# Older versions of Championship Manager, Free anywhere??



## DetailMyCar (Apr 19, 2010)

Is there anywhere you can download older versions of Championship Manager for free?


----------



## Waxamomo (Jun 18, 2008)

I think I might have a few CD's lying about if you want them? I'm not promising anything as I may have thrown them away but i'll take a look for you if you want.


----------



## jamest (Apr 8, 2008)

I remember the days of playing 93/94 on my Amiga 1200.

I did 135 seasons as the Everton manager and my brother as the Fulham manager.
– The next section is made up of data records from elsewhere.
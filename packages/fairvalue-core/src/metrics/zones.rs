//! Buy and sell zone price bounds.
//!
//! Zones are price bands whose edges are the prices at which expected value
//! would equal a fixed threshold. Inverting
//! `EV = p * ((FV - P) / P * 100) + (1 - p) * D` for the price gives
//!
//! ```text
//! P = (100 * p * FV) / (EV_target + 100 * p + (1 - p) * |D|)
//! ```

use crate::constants::{
    ADD_EV_THRESHOLD, SELL_EV_THRESHOLD, STRONG_BUY_EV_THRESHOLD, TRIM_EV_THRESHOLD,
};
use crate::types::{BuyZoneResult, BuyZoneStatus, PriceZone, SellZoneResult, SellZoneStatus};
use crate::{Error, Result};

/// Solve for the price at which expected value equals `ev_threshold`.
///
/// Returns `None` when the solve is infeasible: a non-positive denominator,
/// or a resulting price that is not a positive finite number.
pub fn solve_price_for_ev_threshold(
    fair_value: f64,
    probability_positive: f64,
    downside_risk: f64,
    ev_threshold: f64,
) -> Option<f64> {
    let downside_magnitude = downside_risk.abs();
    let denominator =
        ev_threshold + (100.0 * probability_positive) + ((1.0 - probability_positive) * downside_magnitude);
    if denominator.is_nan() || denominator <= 0.0 {
        return None;
    }

    let price = (100.0 * probability_positive * fair_value) / denominator;
    if !price.is_finite() || price <= 0.0 {
        return None;
    }
    Some(price)
}

/// Expected value in percent if the stock traded at `price`.
///
/// Returns 0 for a non-positive price.
pub fn expected_value_at_price(
    fair_value: f64,
    probability_positive: f64,
    downside_risk: f64,
    price: f64,
) -> f64 {
    if price <= 0.0 {
        return 0.0;
    }
    let upside_percent = ((fair_value - price) / price) * 100.0;
    (probability_positive * upside_percent) + ((1.0 - probability_positive) * downside_risk)
}

/// Sell zone shared by the position calculator and [`calculate_sell_zone`].
///
/// The lower bound is the EV = 3% price and the upper bound the EV = 0% price.
/// `None` when either solve fails or the bounds are not strictly ordered.
pub(crate) fn sell_zone_bounds(
    fair_value: f64,
    probability_positive: f64,
    downside_risk: f64,
) -> Option<PriceZone> {
    let lower = solve_price_for_ev_threshold(
        fair_value,
        probability_positive,
        downside_risk,
        TRIM_EV_THRESHOLD,
    )?;
    let upper = solve_price_for_ev_threshold(
        fair_value,
        probability_positive,
        downside_risk,
        SELL_EV_THRESHOLD,
    )?;
    (lower < upper).then_some(PriceZone {
        lower_bound: lower,
        upper_bound: upper,
    })
}

/// Classify an expected value against the trim and sell thresholds.
pub(crate) fn sell_zone_status(expected_value: f64) -> SellZoneStatus {
    if expected_value > TRIM_EV_THRESHOLD {
        SellZoneStatus::BelowSellZone
    } else if expected_value > SELL_EV_THRESHOLD {
        SellZoneStatus::InTrimZone
    } else {
        SellZoneStatus::InSellZone
    }
}

fn validate_zone_inputs(fair_value: f64, probability_positive: f64, downside_risk: f64) -> Result<()> {
    if !(0.0..=1.0).contains(&probability_positive) {
        return Err(Error::InvalidInput(
            "probability_positive must be between 0 and 1".to_string(),
        ));
    }
    if downside_risk.is_nan() || downside_risk >= 0.0 {
        return Err(Error::InvalidInput(
            "downside_risk must be negative".to_string(),
        ));
    }
    if fair_value.is_nan() || fair_value <= 0.0 {
        return Err(Error::InvalidInput(
            "fair_value must be positive".to_string(),
        ));
    }
    Ok(())
}

/// Compute the buy zone for explicit inputs and classify `current_price` against it.
///
/// The lower bound is the price where EV reaches 15%, the upper bound the
/// price where EV reaches 7%. A non-positive `current_price` skips the
/// classification and leaves `zone_status` empty.
///
/// # Errors
///
/// Returns [`Error::InvalidInput`] if `probability_positive` is outside
/// `[0, 1]`, `downside_risk` is not negative, or `fair_value` is not positive.
pub fn calculate_buy_zone(
    ticker: &str,
    fair_value: f64,
    probability_positive: f64,
    downside_risk: f64,
    current_price: f64,
) -> Result<BuyZoneResult> {
    validate_zone_inputs(fair_value, probability_positive, downside_risk)?;

    let mut result = BuyZoneResult {
        ticker: ticker.to_string(),
        fair_value,
        probability_positive,
        downside_risk,
        buy_zone: PriceZone::default(),
        current_expected_value: 0.0,
        zone_status: None,
    };

    let lower = solve_price_for_ev_threshold(
        fair_value,
        probability_positive,
        downside_risk,
        STRONG_BUY_EV_THRESHOLD,
    );
    let upper =
        solve_price_for_ev_threshold(fair_value, probability_positive, downside_risk, ADD_EV_THRESHOLD);
    let (lower, upper) = match (lower, upper) {
        (Some(lower), Some(upper)) if lower <= upper => (lower, upper),
        _ => {
            result.zone_status = Some(BuyZoneStatus::NoBuyZone);
            return Ok(result);
        }
    };

    result.buy_zone = PriceZone {
        lower_bound: lower,
        upper_bound: upper,
    };

    if current_price > 0.0 {
        result.current_expected_value =
            expected_value_at_price(fair_value, probability_positive, downside_risk, current_price);
        result.zone_status = Some(if current_price < lower {
            BuyZoneStatus::BelowBuyZone
        } else if current_price <= upper {
            BuyZoneStatus::WithinBuyZone
        } else {
            BuyZoneStatus::OutsideBuyZone
        });
    }

    Ok(result)
}

/// Compute the sell zone for explicit inputs and classify the EV at `current_price`.
///
/// # Errors
///
/// Same validation as [`calculate_buy_zone`].
pub fn calculate_sell_zone(
    ticker: &str,
    fair_value: f64,
    probability_positive: f64,
    downside_risk: f64,
    current_price: f64,
) -> Result<SellZoneResult> {
    validate_zone_inputs(fair_value, probability_positive, downside_risk)?;

    let mut result = SellZoneResult {
        ticker: ticker.to_string(),
        fair_value,
        probability_positive,
        downside_risk,
        sell_zone: PriceZone::default(),
        current_expected_value: 0.0,
        sell_zone_status: None,
    };

    let Some(zone) = sell_zone_bounds(fair_value, probability_positive, downside_risk) else {
        result.sell_zone_status = Some(SellZoneStatus::NoSellZone);
        return Ok(result);
    };
    result.sell_zone = zone;

    if current_price > 0.0 {
        result.current_expected_value =
            expected_value_at_price(fair_value, probability_positive, downside_risk, current_price);
        result.sell_zone_status = Some(sell_zone_status(result.current_expected_value));
    }

    Ok(result)
}

#[cfg(test)]
mod tests {
    use super::*;
    use approx::assert_abs_diff_eq;
    use proptest::prelude::*;

    #[test]
    fn test_solve_matches_closed_form() {
        // 100 * 0.65 * 120 / (7 + 65 + 0.35 * 25) = 7800 / 80.75
        let price = solve_price_for_ev_threshold(120.0, 0.65, -25.0, 7.0).unwrap();
        assert_abs_diff_eq!(price, 96.5944, epsilon = 0.001);
    }

    #[test]
    fn test_solve_infeasible_denominator() {
        // 100 * p collapses to zero and the threshold drags the denominator negative
        assert!(solve_price_for_ev_threshold(100.0, 0.0, -10.0, -20.0).is_none());
    }

    #[test]
    fn test_solve_rejects_non_positive_price() {
        assert!(solve_price_for_ev_threshold(0.0, 0.65, -20.0, 7.0).is_none());
        assert!(solve_price_for_ev_threshold(100.0, 0.0, -20.0, 7.0).is_none());
    }

    #[test]
    fn test_expected_value_at_price() {
        assert_abs_diff_eq!(expected_value_at_price(120.0, 0.65, -25.0, 100.0), 4.25, epsilon = 1e-9);
        assert_eq!(expected_value_at_price(120.0, 0.65, -25.0, 0.0), 0.0);
    }

    #[test]
    fn test_buy_zone_valid_input() {
        let result = calculate_buy_zone("UNH", 380.0, 0.65, -15.0, 284.37).unwrap();

        assert_eq!(result.ticker, "UNH");
        assert_abs_diff_eq!(result.buy_zone.lower_bound, 289.7361, epsilon = 0.02);
        assert_abs_diff_eq!(result.buy_zone.upper_bound, 319.7411, epsilon = 0.02);
        assert_abs_diff_eq!(result.current_expected_value, 16.6087, epsilon = 0.02);
        assert_eq!(result.zone_status, Some(BuyZoneStatus::BelowBuyZone));
    }

    #[test]
    fn test_buy_zone_validation_errors() {
        let err = calculate_buy_zone("X", 100.0, 1.2, -20.0, 90.0).unwrap_err();
        assert!(matches!(err, Error::InvalidInput(_)));
        assert!(err.to_string().contains("probability_positive"));

        let err = calculate_buy_zone("X", 100.0, 0.65, 20.0, 90.0).unwrap_err();
        assert!(err.to_string().contains("downside_risk"));

        let err = calculate_buy_zone("X", 100.0, 0.65, 0.0, 90.0).unwrap_err();
        assert!(err.to_string().contains("downside_risk"));

        let err = calculate_buy_zone("X", 0.0, 0.65, -20.0, 90.0).unwrap_err();
        assert!(err.to_string().contains("fair_value"));
    }

    #[test]
    fn test_buy_zone_status_classifications() {
        let result = calculate_buy_zone("ABC", 120.0, 0.65, -25.0, 80.0).unwrap();
        assert_eq!(result.zone_status, Some(BuyZoneStatus::BelowBuyZone));

        let result = calculate_buy_zone("ABC", 120.0, 0.65, -25.0, 90.0).unwrap();
        assert_eq!(result.zone_status, Some(BuyZoneStatus::WithinBuyZone));

        let result = calculate_buy_zone("ABC", 120.0, 0.65, -25.0, 110.0).unwrap();
        assert_eq!(result.zone_status, Some(BuyZoneStatus::OutsideBuyZone));
    }

    #[test]
    fn test_buy_zone_without_price() {
        let result = calculate_buy_zone("ABC", 120.0, 0.65, -25.0, 0.0).unwrap();
        assert!(result.buy_zone.upper_bound > 0.0);
        assert_eq!(result.current_expected_value, 0.0);
        assert!(result.zone_status.is_none());
    }

    #[test]
    fn test_buy_zone_unavailable_for_zero_probability() {
        let result = calculate_buy_zone("ABC", 120.0, 0.0, -25.0, 100.0).unwrap();
        assert_eq!(result.zone_status, Some(BuyZoneStatus::NoBuyZone));
        assert_eq!(result.buy_zone, PriceZone::default());
    }

    #[test]
    fn test_sell_zone_bounds_and_status() {
        let result = calculate_sell_zone("ABC", 120.0, 0.65, -25.0, 100.0).unwrap();

        // EV = 3 at 7800 / 76.75, EV = 0 at 7800 / 73.75
        assert_abs_diff_eq!(result.sell_zone.lower_bound, 101.6287, epsilon = 0.001);
        assert_abs_diff_eq!(result.sell_zone.upper_bound, 105.7627, epsilon = 0.001);
        assert_eq!(result.sell_zone_status, Some(SellZoneStatus::BelowSellZone));

        let result = calculate_sell_zone("ABC", 120.0, 0.65, -25.0, 103.0).unwrap();
        assert_eq!(result.sell_zone_status, Some(SellZoneStatus::InTrimZone));

        let result = calculate_sell_zone("ABC", 120.0, 0.65, -25.0, 110.0).unwrap();
        assert_eq!(result.sell_zone_status, Some(SellZoneStatus::InSellZone));
    }

    #[test]
    fn test_sell_zone_validation_errors() {
        assert!(calculate_sell_zone("X", 100.0, -0.1, -20.0, 90.0).is_err());
        assert!(calculate_sell_zone("X", 100.0, 0.65, 5.0, 90.0).is_err());
        assert!(calculate_sell_zone("X", -1.0, 0.65, -20.0, 90.0).is_err());
    }

    #[test]
    fn test_no_sell_zone_for_zero_probability() {
        let result = calculate_sell_zone("X", 100.0, 0.0, -20.0, 90.0).unwrap();
        assert_eq!(result.sell_zone_status, Some(SellZoneStatus::NoSellZone));
        assert_eq!(result.sell_zone, PriceZone::default());
        assert_eq!(result.current_expected_value, 0.0);
    }

    #[test]
    fn test_sell_zone_status_boundaries() {
        assert_eq!(sell_zone_status(3.0001), SellZoneStatus::BelowSellZone);
        assert_eq!(sell_zone_status(3.0), SellZoneStatus::InTrimZone);
        assert_eq!(sell_zone_status(0.0001), SellZoneStatus::InTrimZone);
        assert_eq!(sell_zone_status(0.0), SellZoneStatus::InSellZone);
    }

    proptest! {
        #[test]
        fn solved_price_reproduces_threshold(
            fair_value in 1.0f64..10_000.0,
            probability in 0.05f64..=1.0,
            downside in -60.0f64..-0.5,
            threshold in 0.0f64..30.0,
        ) {
            let price = solve_price_for_ev_threshold(fair_value, probability, downside, threshold)
                .expect("positive inputs always solve");
            let ev = expected_value_at_price(fair_value, probability, downside, price);
            prop_assert!((ev - threshold).abs() < 1e-6);
        }
    }
}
Floppy disk broke though so couldn't get any more years in.


----------



## anthonyh90 (Mar 30, 2011)

i don't think you will be able to get a legal version for free. try googling it


----------



## PugIain (Jun 28, 2006)

i used to be addicted to cm-e 97-98.way better than the newer ones. my bro and i clocked up years of game time on it.


----------



## Hou (Sep 20, 2010)

http://www.abandonia.com/ - Enjoy!

1992 vintage? http://www.abandonia.com/en/games/864/Championship+Manager.html


----------



## Fin2982 (Feb 20, 2009)

did have 06 I could have sent for price of postage...... 
but gave it to my brother sorry fella


----------